The brand Versace has been supported by animal rights activists for their move to cease the usage of kangaroo skin in their collections.
With the disastrous fires still raging throughout Australia, there’s been extra attention on the animals being harmed and killed throughout the country, kangaroos included.
Unfortunately, one billion animals have lost their lives because of the fires and therefore, Versace decided to stop using kangaroo skin for their products.
The Italian fashion house has pledged in 2018 to stop using real animal fur.
Kangaroo Skin Will no Longer Be Used by Versace
In an online statement by LAV, an animal rights organization from Italy, the luxury fashion brand has confirmed an ultimate ban of kangaroo leather, starting from their 2019 collection.
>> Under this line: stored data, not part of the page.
// Copyright 2024 Karpeles Lab Inc.
// Use of this source code is governed by a BSD-style
// license that can be found in the LICENSE file.

//! Stream reader for the Snappy framing format

use std::io::{self, Read};

use tracing::{debug, trace, warn};

use crate::constants::*;
use crate::crc::masked_crc;
use crate::decode::{decode_into, decode_len};
use crate::error::Error;

/// Reader decompresses data in the Snappy framing format
///
/// Construction consumes and checks the 10-byte stream identifier. Chunks
/// are then pulled one at a time as the caller drains decoded bytes.
/// Skippable and padding chunks are discarded; every data chunk has its
/// masked CRC-32C verified before any of its bytes are handed out.
///
/// Any error is terminal: later calls to `read` return the same error.
///
/// # Example
///
/// ```
/// use sz::{Reader, Writer};
/// use std::io::{Read, Write};
///
/// let mut writer = Writer::new(Vec::new()).unwrap();
/// writer.write_all(b"Hello, World!").unwrap();
/// let compressed = writer.close().unwrap();
///
/// let mut reader = Reader::new(&compressed[..]).unwrap();
/// let mut decompressed = Vec::new();
/// reader.read_to_end(&mut decompressed).unwrap();
///
/// assert_eq!(decompressed, b"Hello, World!");
/// ```
pub struct Reader<R: Read> {
    reader: R,
    chunk: Vec<u8>,
    decoded: Box<[u8]>,
    pos: usize,
    end: usize,
    strict: bool,
    failed: Option<Error>,
}

impl<R: Read> Reader<R> {
    /// Create a new Reader, checking the stream identifier.
    pub fn new(reader: R) -> io::Result<Self> {
        Self::open(reader, false)
    }

    /// Create a Reader that rejects any chunk larger than this crate's
    /// writer could produce for a worst-case block.
    ///
    /// The framing format allows chunks up to 16MB; the strict bound keeps a
    /// hostile stream from forcing large allocations before any payload has
    /// arrived. Streams written by [`crate::Writer`] always pass.
    pub fn new_strict(reader: R) -> io::Result<Self> {
        Self::open(reader, true)
    }

    fn open(mut reader: R, strict: bool) -> io::Result<Self> {
        let mut magic = [0u8; MAGIC_CHUNK.len()];
        if read_full(&mut reader, &mut magic)? < magic.len() {
            return Err(Error::UnexpectedEof.into());
        }
        if magic != *MAGIC_CHUNK {
            return Err(Error::FramingCorrupt.into());
        }
        debug!(strict, "opened stream");

        Ok(Reader {
            reader,
            chunk: Vec::new(),
            decoded: vec![0u8; BLOCK_SIZE].into_boxed_slice(),
            pos: 0,
            end: 0,
            strict,
            failed: None,
        })
    }

    /// Whether the strict chunk-size bound is enforced
    pub fn is_strict(&self) -> bool {
        self.strict
    }

    /// Get a reference to the underlying reader
    pub fn get_ref(&self) -> &R {
        &self.reader
    }

    /// Get a mutable reference to the underlying reader
    pub fn get_mut(&mut self) -> &mut R {
        &mut self.reader
    }

    /// Unwrap the underlying reader, dropping any undelivered bytes
    pub fn into_inner(self) -> R {
        self.reader
    }

    /// Pull chunks until one yields decoded bytes.
    /// Returns false at a clean end of stream.
    fn fill(&mut self) -> io::Result<bool> {
        loop {
            let mut header = [0u8; CHUNK_HEADER_SIZE];
            match read_full(&mut self.reader, &mut header)? {
                0 => return Ok(false),
                CHUNK_HEADER_SIZE => {}
                _ => return Err(Error::UnexpectedEof.into()),
            }

            let chunk_type = header[0];
            let len = u32::from_le_bytes([header[1], header[2], header[3], 0]) as usize;
            trace!(chunk_type, len, "chunk header");

            if self.strict && len > STRICT_CHUNK_LIMIT {
                warn!(len, limit = STRICT_CHUNK_LIMIT, "rejecting oversized chunk");
                return Err(Error::StrictMemLimitExceeded {
                    len,
                    limit: STRICT_CHUNK_LIMIT,
                }
                .into());
            }

            if self.chunk.len() < len {
                self.chunk.resize(len, 0);
            }
            if read_full(&mut self.reader, &mut self.chunk[..len])? < len {
                return Err(Error::UnexpectedEof.into());
            }
            let payload = &self.chunk[..len];

            let n = match chunk_type {
                CHUNK_TYPE_COMPRESSED_DATA => {
                    if len < CHECKSUM_SIZE {
                        return Err(Error::FramingCorrupt.into());
                    }
                    let body = &payload[CHECKSUM_SIZE..];
                    match decode_len(body) {
                        Ok((dlen, _)) if dlen <= BLOCK_SIZE => {}
                        _ => return Err(Error::FramingCorrupt.into()),
                    }
                    decode_into(&mut self.decoded[..], body)?
                }
                CHUNK_TYPE_UNCOMPRESSED_DATA => {
                    if len < CHECKSUM_SIZE || len > BLOCK_SIZE + CHECKSUM_SIZE {
                        return Err(Error::FramingCorrupt.into());
                    }
                    let body = &payload[CHECKSUM_SIZE..];
                    self.decoded[..body.len()].copy_from_slice(body);
                    body.len()
                }
                CHUNK_TYPE_STREAM_IDENTIFIER => {
                    if payload != MAGIC_BODY {
                        return Err(Error::FramingCorrupt.into());
                    }
                    continue;
                }
                CHUNK_TYPE_FIRST_SKIPPABLE..=CHUNK_TYPE_PADDING => {
                    debug!(chunk_type, len, "skipped chunk");
                    continue;
                }
                _ => return Err(Error::UnexpectedChunkType(chunk_type).into()),
            };

            let expected = u32::from_le_bytes([payload[0], payload[1], payload[2], payload[3]]);
            let computed = masked_crc(&self.decoded[..n]);
            if expected != computed {
                warn!(expected, computed, "chunk checksum mismatch");
                return Err(Error::ChecksumMismatch { expected, computed }.into());
            }

            self.pos = 0;
            self.end = n;
            if n > 0 {
                return Ok(true);
            }
        }
    }
}

impl<R: Read> Read for Reader<R> {
    fn read(&mut self, buf: &mut [u8]) -> io::Result<usize> {
        if let Some(err) = &self.failed {
            return Err(err.clone().into());
        }
        if buf.is_empty() {
            return Ok(0);
        }

        if self.pos == self.end {
            match self.fill() {
                Ok(true) => {}
                Ok(false) => return Ok(0),
                Err(err) => {
                    let sticky = Error::from_io(&err)
                        .cloned()
                        .unwrap_or(Error::Source(err.kind()));
                    self.failed = Some(sticky);
                    return Err(err);
                }
            }
        }

        let copied = (self.end - self.pos).min(buf.len());
        buf[..copied].copy_from_slice(&self.decoded[self.pos..self.pos + copied]);
        self.pos += copied;

        Ok(copied)
    }
}

/// Read until `buf` is full or the source is exhausted.
/// Returns how many bytes arrived.
fn read_full<R: Read>(reader: &mut R, buf: &mut [u8]) -> io::Result<usize> {
    let mut filled = 0;
    while filled < buf.len() {
        match reader.read(&mut buf[filled..]) {
            Ok(0) => break,
            Ok(n) => filled += n,
            Err(e) if e.kind() == io::ErrorKind::Interrupted => {}
            Err(e) => return Err(e),
        }
    }
    Ok(filled)
}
According to LAV, 2.3 million kangaroos are hunted in Australia annually and they’re asking Italian companies which feed the import of products acquired by the killing of kangaroos to make a public commitment to ban kangaroo meat or leather from their products.
The organization is supportive of the brand’s announcement and considers it a sign of responsibility, now more than ever.
The fires are raging Australia and this is just an addition to the hunting massacres and dramatic results for the kangaroo populations.
Even though Versace haven’t released their statement regarding the ban of kangaroo leather, they confirmed that they’ll definitely cease usage of kangaroo leather as of the 2019 collections.
In 2018, Donatella Versace explained her discomfort concerning usage of fur and said she’s out of that and that she doesn’t want to kill animals for fashion because it doesn’t feel right.
However, the brand is still using other animal-derived materials like silk, wool, and cashmere.
Italy is currently the biggest importer of skin from kangaroo and a lot of brands use it to produce sneakers and football boots.
Diadora, a sportswear brand banned it last year. And, Carrefour announced that they’ll stop selling kangaroo meat in their Belgian stores after the pressure from animal rights organizations in the country.
Other supermarkets are now being encouraged to do the same.